Ransomware attacks have inflicted billions of dollars of damage on internet users and companies. And that’s only during the last few years. Ransomware is a nasty form of malware. Not only does it infect victim’s computers, but locks them out of crucial files until they pay a ransom. And only less than half of attackers relinquish control of data after getting paid.
The common-sense advice security professionals give all internet users is to back up their files. But it is no longer enough because ransomware attackers are now attacking cloud backups too.
Anything Connected to the Internet is Vulnerable
Few tools have been as transformative to the way we live, work, and play as the internet. The internet enables the connected world we live in. The downside to this is anything connected to it is at risk of cyber-attack.
As soon as you enable your WiFi or cellular connection, your device becomes open to all kinds of threats. The same thing applies to all data you store in the cloud, too, as well as connected storage drives. For example, if you plug an external hard drive into a computer connected to the internet, then someone could hack the data it contains.
How Does Ransomware Attack Cloud Backups?
Ransomware is an umbrella term. It refers to a wide variety of different techniques cybercriminals use. Ransomware attacks can spread via massive bot attacks like WannaCry.
The most severe ransomware attacks are personal. These are the types you often hear about on the news. They include attacks on cities, hospitals, and corporations.
You may have been wondering why a major city didn’t have backups. Isn’t that simple enough? They likely did. But hackers went in first and deleted the backups to prevent victims from restoring their files.
Cloud backups can be somewhat more secure against this versus the local option.

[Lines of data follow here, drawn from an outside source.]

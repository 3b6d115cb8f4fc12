//! Loads rows for the pure functions in [`crate::reports`].

use sea_orm::{QueryFilter, prelude::*};

use crate::{
    Account, Budget, Debt, Investment, Recurring, ResultEngine, Transaction, accounts, budgets,
    debts, investments, recurring,
    reports::{
        self, BudgetStatus, DebtSummary, MonthlyReport, NetWorth, Portfolio, RecurringSummary,
    },
    transactions,
    util::{month_bounds, resolve_period},
};

use super::Engine;

impl Engine {
    async fn month_transactions(
        &self,
        user_id: &str,
        month: u32,
        year: i32,
    ) -> ResultEngine<Vec<Transaction>> {
        let (start, next) = month_bounds(month, year)?;
        transactions::Entity::find()
            .filter(transactions::Column::UserId.eq(user_id))
            .filter(transactions::Column::Date.gte(start))
            .filter(transactions::Column::Date.lt(next))
            .all(&self.database)
            .await?
            .into_iter()
            .map(Transaction::try_from)
            .collect()
    }

    async fn month_budgets(&self, user_id: &str, month: u32, year: i32) -> ResultEngine<Vec<Budget>> {
        budgets::Entity::find()
            .filter(budgets::Column::UserId.eq(user_id))
            .filter(budgets::Column::Month.eq(month as i32))
            .filter(budgets::Column::Year.eq(year))
            .all(&self.database)
            .await?
            .into_iter()
            .map(Budget::try_from)
            .collect()
    }

    async fn all_debts(&self, user_id: &str) -> ResultEngine<Vec<Debt>> {
        debts::Entity::find()
            .filter(debts::Column::UserId.eq(user_id))
            .all(&self.database)
            .await?
            .into_iter()
            .map(Debt::try_from)
            .collect()
    }

    async fn all_investments(&self, user_id: &str) -> ResultEngine<Vec<Investment>> {
        investments::Entity::find()
            .filter(investments::Column::UserId.eq(user_id))
            .all(&self.database)
            .await?
            .into_iter()
            .map(Investment::try_from)
            .collect()
    }

    /// Whole-month budget status; month and year default to the current
    /// period.
    pub async fn budget_status(
        &self,
        user_id: &str,
        month: Option<u32>,
        year: Option<i32>,
    ) -> ResultEngine<BudgetStatus> {
        let (month, year) = resolve_period(month, year)?;
        let transactions = self.month_transactions(user_id, month, year).await?;
        let budgets = self.month_budgets(user_id, month, year).await?;
        reports::budget_status(&transactions, &budgets, month, year)
    }

    pub async fn monthly_report(
        &self,
        user_id: &str,
        month: Option<u32>,
        year: Option<i32>,
    ) -> ResultEngine<MonthlyReport> {
        let (month, year) = resolve_period(month, year)?;
        let transactions = self.month_transactions(user_id, month, year).await?;
        let budgets = self.month_budgets(user_id, month, year).await?;
        Ok(MonthlyReport {
            stats: reports::monthly_stats(&transactions, month, year)?,
            budget: reports::budget_status(&transactions, &budgets, month, year)?,
        })
    }

    pub async fn net_worth(&self, user_id: &str) -> ResultEngine<NetWorth> {
        let accounts = accounts::Entity::find()
            .filter(accounts::Column::UserId.eq(user_id))
            .filter(accounts::Column::IsActive.eq(true))
            .all(&self.database)
            .await?
            .into_iter()
            .map(Account::try_from)
            .collect::<ResultEngine<Vec<_>>>()?;
        let investments = self.all_investments(user_id).await?;
        let debts = self.all_debts(user_id).await?;
        reports::net_worth(&accounts, &investments, &debts)
    }

    pub async fn debt_summary(&self, user_id: &str) -> ResultEngine<DebtSummary> {
        let debts = self.all_debts(user_id).await?;
        reports::debt_summary(&debts)
    }

    pub async fn portfolio(&self, user_id: &str) -> ResultEngine<Portfolio> {
        let investments = self.all_investments(user_id).await?;
        reports::portfolio(&investments)
    }

    pub async fn recurring_summary(&self, user_id: &str) -> ResultEngine<RecurringSummary> {
        let items = recurring::Entity::find()
            .filter(recurring::Column::UserId.eq(user_id))
            .filter(recurring::Column::IsActive.eq(true))
            .all(&self.database)
            .await?
            .into_iter()
            .map(Recurring::try_from)
            .collect::<ResultEngine<Vec<_>>>()?;
        reports::recurring_summary(&items)
    }
}
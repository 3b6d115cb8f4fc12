use axum::{
    Json,
    extract::{
        FromRequest, FromRequestParts,
        rejection::{JsonRejection, QueryRejection},
    },
    http::StatusCode,
    response::IntoResponse,
};
use engine::EngineError;

use serde::Serialize;
pub use server::{app, run, run_with_listener, spawn_with_listener};

mod accounts;
mod budgets;
mod categories;
mod debts;
mod investments;
mod recurring;
mod reminders;
mod reports;
mod savings_goals;
mod server;
mod split_bills;
mod tags;
mod transactions;
mod transfers;
mod users;

pub enum ServerError {
    Engine(EngineError),
    Generic(String),
    Unauthorized,
}

#[derive(Serialize)]
struct Error {
    error: String,
}

/// JSON body extractor whose rejection renders as `{"error": ...}`.
#[derive(FromRequest)]
#[from_request(via(axum::Json), rejection(ServerError))]
pub struct ApiJson<T>(pub T);

/// Query string extractor whose rejection renders as `{"error": ...}`.
#[derive(FromRequestParts)]
#[from_request(via(axum::extract::Query), rejection(ServerError))]
pub struct ApiQuery<T>(pub T);

fn status_for_engine_error(err: &EngineError) -> StatusCode {
    match err {
        EngineError::KeyNotFound(_) => StatusCode::NOT_FOUND,
        EngineError::ExistingKey(_) | EngineError::InvalidState(_) | EngineError::Conflict(_) => {
            StatusCode::CONFLICT
        }
        EngineError::Database(_) => StatusCode::INTERNAL_SERVER_ERROR,
        EngineError::InvalidAmount(_)
        | EngineError::InvalidInput(_)
        | EngineError::InvalidName(_)
        | EngineError::CurrencyMismatch(_) => StatusCode::BAD_REQUEST,
    }
}

fn message_for_engine_error(err: EngineError) -> String {
    match err {
        EngineError::Database(db_err) => {
            tracing::error!("database error: {db_err}");
            "internal server error".to_string()
        }
        other => other.to_string(),
    }
}

impl IntoResponse for ServerError {
    fn into_response(self) -> axum::response::Response {
        let (status, error) = match self {
            ServerError::Engine(err) => (status_for_engine_error(&err), message_for_engine_error(err)),
            ServerError::Generic(err) => (StatusCode::BAD_REQUEST, err),
            ServerError::Unauthorized => (
                StatusCode::UNAUTHORIZED,
                "missing x-user-id header".to_string(),
            ),
        };

        (status, Json(Error { error })).into_response()
    }
}

impl From<EngineError> for ServerError {
    fn from(value: EngineError) -> Self {
        Self::Engine(value)
    }
}

impl From<JsonRejection> for ServerError {
    fn from(value: JsonRejection) -> Self {
        Self::Generic(value.body_text())
    }
}

impl From<QueryRejection> for ServerError {
    fn from(value: QueryRejection) -> Self {
        Self::Generic(value.body_text())
    }
}

/// Owner named in a list query. A blank `userId` counts as absent.
pub(crate) fn listed_owner(user_id: Option<String>) -> Option<String> {
    user_id.filter(|user_id| !user_id.trim().is_empty())
}

/// Owner claimed by the caller on the routes without the identity header.
pub(crate) fn claimed_user(user_id: Option<String>) -> Result<String, ServerError> {
    listed_owner(user_id).ok_or_else(|| ServerError::Generic("userId is required".to_string()))
}

#[cfg(test)]
mod tests {
    use super::*;

    #[test]
    fn engine_not_found_maps_to_404() {
        let res = ServerError::from(EngineError::KeyNotFound("x".to_string())).into_response();
        assert_eq!(res.status(), StatusCode::NOT_FOUND);
    }

    #[test]
    fn engine_conflicts_map_to_409() {
        for err in [
            EngineError::ExistingKey("x".to_string()),
            EngineError::InvalidState("x".to_string()),
            EngineError::Conflict("x".to_string()),
        ] {
            assert_eq!(ServerError::from(err).into_response().status(), StatusCode::CONFLICT);
        }
    }

    #[test]
    fn engine_validation_maps_to_400() {
        for err in [
            EngineError::InvalidAmount("x".to_string()),
            EngineError::InvalidInput("x".to_string()),
            EngineError::InvalidName("x".to_string()),
            EngineError::CurrencyMismatch("x".to_string()),
        ] {
            assert_eq!(
                ServerError::from(err).into_response().status(),
                StatusCode::BAD_REQUEST
            );
        }
    }

    #[test]
    fn database_errors_are_masked() {
        let err = EngineError::Database(sea_orm::DbErr::Custom("secret".to_string()));
        let res = ServerError::from(err).into_response();
        assert_eq!(res.status(), StatusCode::INTERNAL_SERVER_ERROR);
    }

    #[test]
    fn generic_maps_to_400() {
        let res = ServerError::Generic("bad".to_string()).into_response();
        assert_eq!(res.status(), StatusCode::BAD_REQUEST);
    }

    #[test]
    fn missing_identity_maps_to_401() {
        let res = ServerError::Unauthorized.into_response();
        assert_eq!(res.status(), StatusCode::UNAUTHORIZED);
    }

    #[test]
    fn claimed_user_must_be_present() {
        assert_eq!(claimed_user(Some("u1".to_string())).ok(), Some("u1".to_string()));
        assert!(claimed_user(Some("  ".to_string())).is_err());
        assert!(claimed_user(None).is_err());
    }

    #[test]
    fn blank_listed_owner_is_absent() {
        assert_eq!(listed_owner(Some("u1".to_string())), Some("u1".to_string()));
        assert_eq!(listed_owner(Some(String::new())), None);
        assert_eq!(listed_owner(Some(" \t".to_string())), None);
        assert_eq!(listed_owner(None), None);
    }
}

But they also may be misconfigured, outdated, or breached through weak password security protocols.
A common ransomware scenario involves hackers breaching corporate networks. They use keyloggers and other tools to mine account data. Then they use this information to gain access to cloud backups and launch the ransomware attack.

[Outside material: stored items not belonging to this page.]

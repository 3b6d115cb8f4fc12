//! Profile of the calling user.

use api_types::user::{ProfileUpdate, ProfileView};
use axum::{Extension, Json, extract::State};
use engine::ProfileChanges;

use crate::{
    ApiJson, ServerError,
    server::{CurrentUser, ServerState},
};

fn map_profile(profile: engine::Profile) -> ProfileView {
    ProfileView {
        id: profile.id,
        name: profile.name,
        email: profile.email,
        currency: profile.currency,
        created_at: profile.created_at,
    }
}

pub async fn get(
    Extension(CurrentUser(user_id)): Extension<CurrentUser>,
    State(state): State<ServerState>,
) -> Result<Json<ProfileView>, ServerError> {
    let profile = state.engine.profile(&user_id).await?;
    Ok(Json(map_profile(profile)))
}

/// Creates the profile on first save.
pub async fn save(
    Extension(CurrentUser(user_id)): Extension<CurrentUser>,
    State(state): State<ServerState>,
    ApiJson(payload): ApiJson<ProfileUpdate>,
) -> Result<Json<ProfileView>, ServerError> {
    let changes = ProfileChanges {
        name: payload.name,
        email: payload.email,
        currency: payload.currency,
    };
    let profile = state.engine.save_profile(&user_id, changes).await?;
    Ok(Json(map_profile(profile)))
}
//! Domain engine of the finance tracker.
//!
//! Entities live in `sea-orm` models and are exposed as typed domain structs.
//! Every operation is a method on [`Engine`], scoped to the calling user.
//! Multi-row writes (transfers, category deletion, split bills) run in a
//! single database transaction.

pub use api_types::{
    AccountType, BudgetState, Currency, DebtType, Frequency, InvestmentType, SortOrder,
    TransactionType,
};

pub use accounts::{Account, AccountField};
pub use budgets::{Budget, BudgetField};
pub use categories::{Category, CategoryField};
pub use commands::{
    AccountCmd, BudgetCmd, CategoryCmd, DebtCmd, InvestmentCmd, ParticipantCmd, RecurringCmd,
    ReminderCmd, SavingsGoalCmd, SplitBillCmd, TagCmd, TransactionCmd, TransferCmd,
};
pub use debts::{Debt, DebtField};
pub use error::EngineError;
pub use investments::{Investment, InvestmentField};
pub use naming::{FieldTable, ListOrder};
pub use ops::{
    BudgetFilter, DebtFilter, Engine, EngineBuilder, MAX_BALANCE_RETRIES, MAX_TX_ATTEMPTS,
    TransactionFilter,
};
pub use patch::{Patch, PatchField};
pub use recurring::{Recurring, RecurringField};
pub use reminders::{Reminder, ReminderField};
pub use savings_goals::{SavingsGoal, SavingsGoalField};
pub use split_bills::{Participant, SplitBill, SplitBillField};
pub use tags::{Tag, TagField};
pub use transactions::{Transaction, TransactionField};
pub use transfers::Transfer;
pub use users::{Profile, ProfileChanges};

pub mod palette;
pub mod reports;

mod accounts;
mod budgets;
mod categories;
mod commands;
mod debts;
mod error;
mod investments;
mod naming;
mod ops;
mod patch;
mod recurring;
mod reminders;
mod savings_goals;
mod split_bills;
mod tags;
mod transactions;
mod transfers;
mod users;
mod util;

/// Field-name tables, one per entity, for callers that render or sort by
/// wire names.
pub mod fields {
    pub use crate::accounts::FIELDS as ACCOUNT;
    pub use crate::budgets::FIELDS as BUDGET;
    pub use crate::categories::FIELDS as CATEGORY;
    pub use crate::debts::FIELDS as DEBT;
    pub use crate::investments::FIELDS as INVESTMENT;
    pub use crate::recurring::FIELDS as RECURRING;
    pub use crate::reminders::FIELDS as REMINDER;
    pub use crate::savings_goals::FIELDS as SAVINGS_GOAL;
    pub use crate::split_bills::FIELDS as SPLIT_BILL;
    pub use crate::split_bills::participants::FIELDS as PARTICIPANT;
    pub use crate::tags::FIELDS as TAG;
    pub use crate::transactions::FIELDS as TRANSACTION;
    pub use crate::transfers::FIELDS as TRANSFER;
    pub use crate::users::FIELDS as USER;
}

pub(crate) type ResultEngine<T> = Result<T, EngineError>;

Finally, they delete System Restore and System Image points to block administrators from rolling back to previous backups. So there is no way to reverse the encryption.
How to Make Your Backups Ransomware-Proof
Cloud backups are still a vital part of the backup and recovery process. But it must be a part of a multilayered approach.
You need to start with fast and efficient local backups. These should focus on accessibility. But since they are vulnerable to ransomware, they require software encryption to prevent unauthorized access.
Offsite solutions are less convenient. But since they are isolated from company networks, they are more reliable. The best way to create ransomware-proof backups is to follow the 3-2-1 rule:
- Have three copies or more of all files
- Store copies on two or more different type of storage
- Store at least one copy offsite
As you review storage options, you may see the term “immutable backups” often. Immutable backups are encrypted cloud backup protected by the highest level of security. Many cloud providers offer this service for an extra fee for a certain amount of storage. While you might not be able to afford to have all your files secured this way, you should consider it for your most important data.
Your local drive needs to be offline and “air-gapped.” It is another option that may be a little pricier but protects your data behind a wall that blocks out unsecured connections.
Securing Your Files
All of these strategies are useful. But there is still more you must do to protect your data. To begin with, you should ensure your connection to the internet from both your personal and professional digital devices. It’s especially crucial when you connect to the internet to back up your files.
For encrypting your connection, use a VPN. A VPN is a virtual private network (https://nordvpn.com/what-is-a-vpn/) that creates an encrypted tunnel between your devices and the websites they connect to. It prevents cybercriminals from tracking your internet activity and using that to gain access to your data.
Along with a VPN, all cloud and other accounts should use advanced authentication techniques:
- multi-factor authentication
- biometric security tools
- other forms of identity management
Finally, education is vital. Instruct employees and coworkers on digital hygiene techniques. Train them to recognize suspicious emails and other forms of social engineering scams. It is the only way to create comprehensive coverage. It will prevent not only ransomware attacks, but all types of cyber threats.